** EXERCISE GOAL **
Report all lines of the records that contain "InvalidCredentials".

** Records from a data collection **

----

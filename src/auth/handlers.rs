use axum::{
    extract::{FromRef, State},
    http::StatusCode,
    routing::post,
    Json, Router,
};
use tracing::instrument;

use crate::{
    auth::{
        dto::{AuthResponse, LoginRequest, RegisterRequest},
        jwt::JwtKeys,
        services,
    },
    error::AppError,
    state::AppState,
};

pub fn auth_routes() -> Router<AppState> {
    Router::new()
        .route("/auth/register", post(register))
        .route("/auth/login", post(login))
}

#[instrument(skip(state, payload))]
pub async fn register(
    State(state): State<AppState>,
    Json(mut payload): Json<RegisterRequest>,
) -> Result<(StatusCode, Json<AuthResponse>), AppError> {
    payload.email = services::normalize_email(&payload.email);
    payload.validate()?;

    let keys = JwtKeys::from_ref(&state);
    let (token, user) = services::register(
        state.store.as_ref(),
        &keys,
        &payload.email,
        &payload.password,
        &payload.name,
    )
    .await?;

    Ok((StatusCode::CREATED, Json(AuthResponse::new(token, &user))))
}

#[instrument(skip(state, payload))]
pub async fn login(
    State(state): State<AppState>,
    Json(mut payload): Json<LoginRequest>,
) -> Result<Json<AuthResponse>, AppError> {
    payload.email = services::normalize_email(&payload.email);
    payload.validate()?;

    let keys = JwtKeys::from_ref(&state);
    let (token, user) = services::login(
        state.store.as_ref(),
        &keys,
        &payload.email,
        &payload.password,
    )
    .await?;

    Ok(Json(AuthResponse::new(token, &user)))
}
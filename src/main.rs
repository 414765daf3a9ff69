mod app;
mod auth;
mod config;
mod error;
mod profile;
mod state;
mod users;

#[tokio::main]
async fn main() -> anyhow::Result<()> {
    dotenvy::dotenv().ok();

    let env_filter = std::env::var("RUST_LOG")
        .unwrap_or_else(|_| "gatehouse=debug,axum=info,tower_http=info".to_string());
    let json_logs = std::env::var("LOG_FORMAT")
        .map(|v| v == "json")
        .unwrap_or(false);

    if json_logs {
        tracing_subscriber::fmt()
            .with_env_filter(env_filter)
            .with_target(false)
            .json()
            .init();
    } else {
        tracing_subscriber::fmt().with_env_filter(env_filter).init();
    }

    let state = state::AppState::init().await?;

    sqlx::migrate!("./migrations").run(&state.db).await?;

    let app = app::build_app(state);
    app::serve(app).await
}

----

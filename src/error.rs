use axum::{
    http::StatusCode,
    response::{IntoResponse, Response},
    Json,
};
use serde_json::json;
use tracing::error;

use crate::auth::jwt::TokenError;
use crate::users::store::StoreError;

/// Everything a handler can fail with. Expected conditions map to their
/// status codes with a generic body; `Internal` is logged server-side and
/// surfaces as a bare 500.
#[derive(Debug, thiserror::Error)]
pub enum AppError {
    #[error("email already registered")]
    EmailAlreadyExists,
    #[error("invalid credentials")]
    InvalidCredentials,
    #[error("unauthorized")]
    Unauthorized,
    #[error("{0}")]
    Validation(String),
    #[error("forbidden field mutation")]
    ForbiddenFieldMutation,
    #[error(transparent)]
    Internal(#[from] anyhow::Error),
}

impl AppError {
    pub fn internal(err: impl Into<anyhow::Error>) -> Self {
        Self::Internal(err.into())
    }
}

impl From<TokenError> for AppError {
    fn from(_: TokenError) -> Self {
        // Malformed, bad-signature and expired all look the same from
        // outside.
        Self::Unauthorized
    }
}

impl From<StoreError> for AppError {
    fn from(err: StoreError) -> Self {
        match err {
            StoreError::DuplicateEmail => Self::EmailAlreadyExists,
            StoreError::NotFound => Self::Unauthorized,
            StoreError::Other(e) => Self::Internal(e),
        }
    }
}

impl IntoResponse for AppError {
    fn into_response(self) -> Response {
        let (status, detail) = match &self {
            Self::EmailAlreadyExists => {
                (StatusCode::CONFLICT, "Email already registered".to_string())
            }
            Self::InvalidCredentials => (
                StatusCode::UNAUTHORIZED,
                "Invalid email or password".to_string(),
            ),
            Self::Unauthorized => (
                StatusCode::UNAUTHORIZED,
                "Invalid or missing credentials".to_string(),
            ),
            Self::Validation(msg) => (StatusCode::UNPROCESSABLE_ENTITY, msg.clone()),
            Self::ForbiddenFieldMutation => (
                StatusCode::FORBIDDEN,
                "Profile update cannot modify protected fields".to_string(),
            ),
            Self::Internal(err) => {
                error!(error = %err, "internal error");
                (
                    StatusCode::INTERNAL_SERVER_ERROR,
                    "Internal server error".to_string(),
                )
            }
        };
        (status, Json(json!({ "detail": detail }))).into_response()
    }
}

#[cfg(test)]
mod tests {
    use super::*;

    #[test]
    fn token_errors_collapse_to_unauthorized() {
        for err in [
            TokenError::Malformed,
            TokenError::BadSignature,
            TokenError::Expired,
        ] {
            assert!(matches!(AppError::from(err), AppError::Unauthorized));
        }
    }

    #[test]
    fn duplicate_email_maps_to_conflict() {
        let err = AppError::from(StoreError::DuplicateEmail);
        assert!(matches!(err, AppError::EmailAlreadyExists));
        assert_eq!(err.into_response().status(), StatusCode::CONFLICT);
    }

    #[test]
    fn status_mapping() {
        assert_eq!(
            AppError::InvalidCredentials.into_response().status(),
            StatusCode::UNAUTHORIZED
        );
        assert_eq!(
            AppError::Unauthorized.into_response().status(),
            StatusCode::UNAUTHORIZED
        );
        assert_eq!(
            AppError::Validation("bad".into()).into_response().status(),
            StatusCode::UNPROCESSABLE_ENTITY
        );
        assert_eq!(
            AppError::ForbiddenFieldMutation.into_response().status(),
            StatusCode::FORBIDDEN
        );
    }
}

----

** RESPONSE TO THE EXERCISE **
    InvalidCredentials,
            Self::InvalidCredentials => (
            AppError::InvalidCredentials.into_response().status(),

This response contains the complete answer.